Journal of virology 2016 08 2690(18) 8059-73 doi 10.1128/JVI.00553-16
The latent HIV-1 reservoir primarily resides in resting CD4(+) T cells which are a heterogeneous population composed of both naive (TN) and memory cells. In HIV-1-infected individuals, viral DNA has been detected in both naive and memory CD4(+) T cell subsets although the frequency of HIV-1 DNA is typically higher in memory cells, particularly in the central memory (TCM) cell subset. TN and TCM cells are distinct cell populations distinguished by many phenotypic and physiological differences. In this study, we used a primary cell model of HIV-1 latency that utilizes direct infection of highly purified TN and TCM cells to address differences in the establishment and reversal of HIV-1 latency. Consistent with what is seen in vivo, we found that HIV-1 infected TN cells less efficiently than TCM cells. However, when the infected TN cells were treated with latency-reversing agents, including anti-CD3/CD28 antibodies, phorbol myristate acetate/phytohemagglutinin, and prostratin, as much (if not more) extracellular virion-associated HIV-1 RNA was produced per infected TN cell as per infected TCM cell. There were no major differences in the genomic distribution of HIV-1 integration sites between TN and TCM cells that accounted for these observed differences. We observed decay of the latent HIV-1 cells in both T cell subsets after exposure to each of the latency-reversing agents. Collectively, these data highlight significant differences in the establishment and reversal of HIV-1 latency in TN and TCM CD4(+) T cells and suggest that each subset should be independently studied in preclinical and clinical studies.

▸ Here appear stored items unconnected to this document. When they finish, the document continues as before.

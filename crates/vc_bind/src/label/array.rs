use alloc::boxed::Box;
use alloc::format;
use alloc::string::String;
use alloc::vec::Vec;

use crate::class::Class;
use crate::convert::{CompositeArray, Converter, PrimitiveArray, Traverser};
use crate::descriptor::{ElementArrayAnnotation, LabelKind};
use crate::label::{Decorator, Label, entry_name, explicit_or};
use crate::scan::Contact;
use crate::strategy::declared_target;
use crate::style::Style;
use crate::transform::Transformer;
use crate::{Error, Result};

/// An array in a container element with a `length` attribute.
#[derive(Debug)]
pub struct ElementArrayLabel {
    contact: Contact,
    annotation: ElementArrayAnnotation,
    item: &'static Class,
    name: String,
    entry: String,
    decorator: Decorator,
}

impl ElementArrayLabel {
    pub fn new(contact: Contact, annotation: ElementArrayAnnotation, style: &dyn Style) -> Result<Self> {
        let Some(info) = declared_target(contact.class()).as_array() else {
            return Err(Error::Persistence(format!(
                "{contact} is bound as an array but holds {}",
                contact.class()
            )));
        };
        let item = info.item();
        let entry = entry_name(style, annotation.entry, item);
        let name = style.element(explicit_or(annotation.name, &contact));
        let decorator = Decorator::new(contact.namespace().copied(), Vec::new());
        Ok(Self {
            contact,
            annotation,
            item,
            name,
            entry,
            decorator,
        })
    }
}

impl Label for ElementArrayLabel {
    fn contact(&self) -> &Contact {
        &self.contact
    }

    fn kind(&self) -> LabelKind {
        LabelKind::ElementArray
    }

    fn name(&self) -> &str {
        &self.name
    }

    fn raw_name(&self) -> &'static str {
        explicit_or(self.annotation.name, &self.contact)
    }

    fn entry(&self) -> Option<&str> {
        Some(&self.entry)
    }

    fn is_required(&self) -> bool {
        self.annotation.required
    }

    fn is_data(&self) -> bool {
        self.annotation.data
    }

    fn is_collection(&self) -> bool {
        true
    }

    fn converter(&self, style: &dyn Style, transformer: &Transformer) -> Result<Box<dyn Converter>> {
        let class = self.contact.class();
        let name = self.name.clone();
        let entry = self.entry.clone();
        let empty = self.annotation.empty;
        let decorator = self.decorator.clone();
        if transformer.is_primitive(declared_target(self.item)) {
            let data = self.annotation.data;
            return Ok(Box::new(PrimitiveArray::new(class, self.item, name, entry, data, empty, decorator)));
        }
        let converter = Traverser::converter(style, transformer, self.item, entry.clone())?;
        Ok(Box::new(CompositeArray::new(class, self.item, name, entry, converter, empty, decorator)))
    }
}
use std::collections::BTreeMap;
use std::env;
use std::path::{Path, PathBuf};
use std::sync::{PoisonError, RwLock};
use std::time::SystemTime;

use toml_edit::{Document, Item, Table};

/// Locate an accessible [`syn::Path`] for another crate as seen from the
/// caller's Cargo.toml.
///
/// This helper is intended for proc-macro code
/// generation where the emitted path must be valid from the invoking crate.
///
/// # Example
///
/// ```rust
/// # use vc_macro_utils::Manifest;
/// let p: syn::Path = Manifest::shared(|m| m.get_crate_path("vc_bind"));
/// ```
///
/// The cost of this operation is not low, and the caller should storage the results
/// and try to call only once per proc-macro.
///
/// # Resolution rules
///
/// 1. If the requested crate is listed in `dependencies`, return `::crate_name`.
/// 2. If requested crate name begins with `vc_`, and target crate depends on
///    the facade crate `vc_xml`, return `::vc_xml::short_name`
///    (e.g. `vc_bind` -> `::vc_xml::bind`).
/// 3. Repeat step 1-2 in `dev-dependencies`.
/// 4. Otherwise, fall back to the absolute path `::crate_name`.
///
/// ## Note
/// When a crate needs to reference itself, library code should use
/// `crate::...`, while doctests and other external code typically use the
/// absolute path `::crate_name`.
///
/// To support both cases adding an alias such as
/// `extern crate self as vc_bind;` in the crate root can resolve the conflict.
#[derive(Debug)]
pub struct Manifest {
    pub manifest: Document<Box<str>>,
    pub modified_time: SystemTime,
}

const FACADE_NAME: &str = "vc_xml";
const CRATE_PREFIX: &str = "vc_";

impl Manifest {
    // Try get `Cargo.toml` path.
    #[inline(never)]
    fn get_manifest_path() -> PathBuf {
        env::var_os("CARGO_MANIFEST_DIR")
            .map(|path| {
                let mut path = PathBuf::from(path);
                path.push("Cargo.toml");
                assert!(
                    path.exists(),
                    "Cargo manifest does not exist at path {}",
                    path.display(),
                );
                path
            })
            .expect("CARGO_MANIFEST_DIR should be auto-defined by cargo.")
    }

    // Try get `Cargo.toml` modified time.
    #[inline(never)]
    fn get_manifest_modified_time(
        cargo_manifest_path: &Path,
    ) -> Result<SystemTime, std::io::Error> {
        std::fs::metadata(cargo_manifest_path).and_then(|metadata| metadata.modified())
    }

    #[inline(never)]
    fn read_manifest(path: &Path) -> Document<Box<str>> {
        let manifest = std::fs::read_to_string(path)
            .unwrap_or_else(|_| panic!("Unable to read cargo manifest: {}", path.display()))
            .into_boxed_str();
        Document::parse(manifest)
            .unwrap_or_else(|_| panic!("Failed to parse cargo manifest: {}", path.display()))
    }

    // Attempt to parse the provided path as a syntax tree node.
    #[inline]
    fn parse_str<T: syn::parse::Parse>(path: &str) -> T {
        syn::parse_str(path).unwrap()
    }

    #[inline]
    fn find_in_deps(deps: &Table, name: &str) -> Option<syn::Path> {
        if deps.contains_key(name) {
            // This dependency exists in this crate
            return Some(Self::parse_str(&format!("::{name}")));
        }
        let module = name.strip_prefix(CRATE_PREFIX)?;
        if !deps.contains_key(FACADE_NAME) {
            return None;
        }
        let mut path = Self::parse_str::<syn::Path>(&format!("::{FACADE_NAME}"));
        path.segments.push(Self::parse_str(module));
        Some(path)
    }

    /// Return a [`syn::Path`] for the package named `name` as resolved from this
    /// crate's Cargo.toml. See the top-level documentation for the resolution
    /// order and examples.
    #[inline(never)]
    pub fn get_crate_path(&self, name: &str) -> syn::Path {
        if let Some(Item::Table(deps)) = self.manifest.get("dependencies")
            && let Some(val) = Self::find_in_deps(deps, name)
        {
            return val;
        }

        if let Some(Item::Table(deps)) = self.manifest.get("dev-dependencies")
            && let Some(val) = Self::find_in_deps(deps, name)
        {
            return val;
        }

        Self::parse_str(&format!("::{name}"))
    }

    /// Obtain the [Manifest] of the caller's Cargo.toml.
    ///
    /// This function reads and caches the caller's `Cargo.toml`. Parsing the
    /// manifest and acquiring the global cache lock are relatively expensive for
    /// proc-macros, so callers should invoke [`Manifest::shared`] sparingly (typically
    /// once per macro invocation) and cache the returned [`syn::Path`] where possible.
    pub fn shared<R>(func: impl FnOnce(&Self) -> R) -> R {
        static MANIFESTS: RwLock<BTreeMap<PathBuf, Manifest>> = RwLock::new(BTreeMap::new());

        let manifest_path = Self::get_manifest_path();
        let modified_time = Self::get_manifest_modified_time(&manifest_path)
            .expect("The Cargo.toml should have a modified time.");

        let manifests = MANIFESTS.read().unwrap_or_else(PoisonError::into_inner);

        if let Some(manifest) = manifests.get(&manifest_path)
            && manifest.modified_time == modified_time
        {
            return func(manifest);
        }

        drop(manifests);

        let manifest = Manifest {
            manifest: Self::read_manifest(&manifest_path),
            modified_time,
        };

        let result = func(&manifest);

        MANIFESTS
            .write()
            .unwrap_or_else(PoisonError::into_inner)
            .insert(manifest_path, manifest);

        result
    }
}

The latent HIV-1 reservoir is frequently described as residing within resting memory CD4(+) T cells. This is largely due to the consistent finding that memory CD4(+) T cells, specifically the central (TCM) and transitional memory compartments, harbor the highest levels of HIV-1 DNA in individuals on suppressive therapy. This has yielded little research into the contribution of CD4(+) naive T (TN) cells to the latent reservoir. In this study, we show that although TN cells harbor significantly lower levels of HIV-1 DNA, following latency reversal, they produced as many virions as did the TCM cells (if not more virions). This suggests that latently infected TN cells may be a major source of virus following treatment interruption or failure. These findings highlight the need for a better understanding of the establishment and reversal of HIV-1 latency in TN cells in evaluating therapeutic approaches to eliminate the latent reservoir.